Steve Cirulis, Chief Financial Officer, concluded, “As we begin executing our three-year growth plan, we have three key focus areas for 2022: 1) disciplined G&A and capital investments to set the foundation for future growth, 2) accelerated pursuit of our refranchising efforts, which will serve as a critical initial step to franchise growth, and 3) continued deployment of high-return strategic marketing, to further drive brand awareness and traffic. Although there is uncertainty related to COVID and ongoing inflationary pressures, our outlook for fiscal 2022 remains positive. Due to the short-term impact from Omicron and severe weather in January, we expect first quarter 2022 sales of $95 million to $98 million and shop level margins of between 3.5% to 5.5%. In recent weeks we have returned to the positive momentum we enjoyed as we exited 2021, having achieved SSS of +31.7% over the last five weeks. For the full year, we expect to achieve record AUVs, double-digit growth in same-store sales, and low double-digit shop level margins.”

Conference Call

A conference call and audio webcast has been scheduled for 8:00 a.m. Eastern Time tomorrow, March 3, 2022, to discuss the fiscal fourth quarter and full-year 2021 results. Investors, analysts, and members of the media interested in listening to the live presentation are encouraged to join a webcast of the call with accompanying presentation slides, available on the investor relations portion of the Company's website at www.potbelly.com. For those that cannot join the webcast, you can participate by dialing 1-877-407-0784 in the U.S. & Canada, or 1-201-689-8560 internationally, using the confirmation code of 13726794.

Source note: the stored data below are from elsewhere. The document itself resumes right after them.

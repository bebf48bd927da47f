use thiserror::Error;

#[derive(Debug, Error)]
pub enum JunaiError {
    #[error(
        "Truncated input at offset {offset:#X}: needed {needed} bytes, {available} available"
    )]
    TruncatedInput {
        offset: usize,
        needed: usize,
        available: usize,
    },
    #[error("Unknown file type {value:#X} for entry {name_hash:016X}")]
    UnknownFileType { name_hash: u64, value: u8 },
    #[error("Unknown TLG sub-format: {0:X?}")]
    UnknownSubFormat(Vec<u8>),
    #[error("Not a TLG image: {0:X?}")]
    NotATlgImage(Vec<u8>),
    #[error("Unsupported chunk: {0:X?}")]
    UnsupportedChunk([u8; 4]),
    #[error("Corrupt tag data: {0}")]
    CorruptTagData(String),
    #[error("Corrupt content: {0}")]
    CorruptContent(#[source] std::io::Error),
    #[error("Invalid file name: {0:?}")]
    InvalidName(String),
    #[error("Invalid state: {0}")]
    InvalidState(String),
    #[error("File name cannot be encoded as Shift-JIS: {0:?}")]
    UnencodableName(String),
    #[error("Unimplemented: {0}")]
    Unimplemented(String),
    #[error("Pixel codec failure: {0}")]
    PixelCodec(anyhow::Error),
    #[error(transparent)]
    Parse(#[from] scroll::Error),
    #[error(transparent)]
    Io(#[from] std::io::Error),
}

pub type Result<T> = std::result::Result<T, JunaiError>;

For those unable to participate, an audio replay will be available from 11:00 a.m. Eastern Time on Thursday, March 3, 2022, through midnight Thursday, March 10. 2022. To access the replay, please call 1-844-512-2921 (U.S. & Canada) or 1-412-317-6671 (International) and enter confirmation code 13726794. A web-based archive of the conference call will also be available on the Potbelly website.

About Potbelly

Potbelly Corporation is a neighborhood sandwich concept that has been feeding customers’ smiles with warm, toasty sandwiches, signature salads, hand-dipped shakes and other fresh menu items, customized just the way customers want them, for more than 40 years. Potbelly promises Fresh, Fast & Friendly service in an environment that reflects the local neighborhood. Since opening its first shop in Chicago in 1977, Potbelly has expanded to neighborhoods across the country - with approximately 400 company-owned shops in the United States. Additionally, Potbelly franchisees operate over 40 shops in the United States. For more information, please visit our website at www.potbelly.com.

Definitions

The following definitions apply to these terms as used throughout this press release:

  • Revenues – represents net company-operated sandwich shop sales and our franchise royalties and fees. Net company-operated shop sales consist of food and beverage sales, net of promotional allowances and employee meals. Franchise royalties and fees consist of an initial franchise fee, a franchise development agreement fee and royalty income from the franchisee.
  • Company-operated comparable store sales or same-store traffic – represents the change in year-over-year sales or transactions for the comparable company-operated store base open for 15 months or longer.
  • Average Unit Volumes (AUV) – represents the average sales of all company-operated shops which reported sales during the associated time period.
  • EBITDA – represents income before depreciation and amortization expense, interest expense and the provision for income taxes.
  • Adjusted EBITDA – represents income before depreciation and amortization expense, interest expense and the provision for income taxes, adjusted to eliminate the impact of other items, including certain non-cash as well as other items that we do not consider reflective of underlying business performance.
  • Shop-level profit (loss) – represents income (loss) from operations excluding franchise royalties and fees, general and administrative expenses, depreciation expense, pre-opening costs, restructuring costs and impairment, loss on the disposal of property and equipment and shop closures.
  • Shop-level profit (loss) margin – represents shop-level profit expressed as a percentage of net company-operated sandwich shop sales.
  • Adjusted net income (loss) – represents net income (loss), adjusted to eliminate the impact of restructuring costs, impairment, loss on the disposal of property and equipment, shop closures, and other items we do not consider representative of our ongoing operating performance, including the income tax effects of those adjustments and the change in our income tax valuation allowance.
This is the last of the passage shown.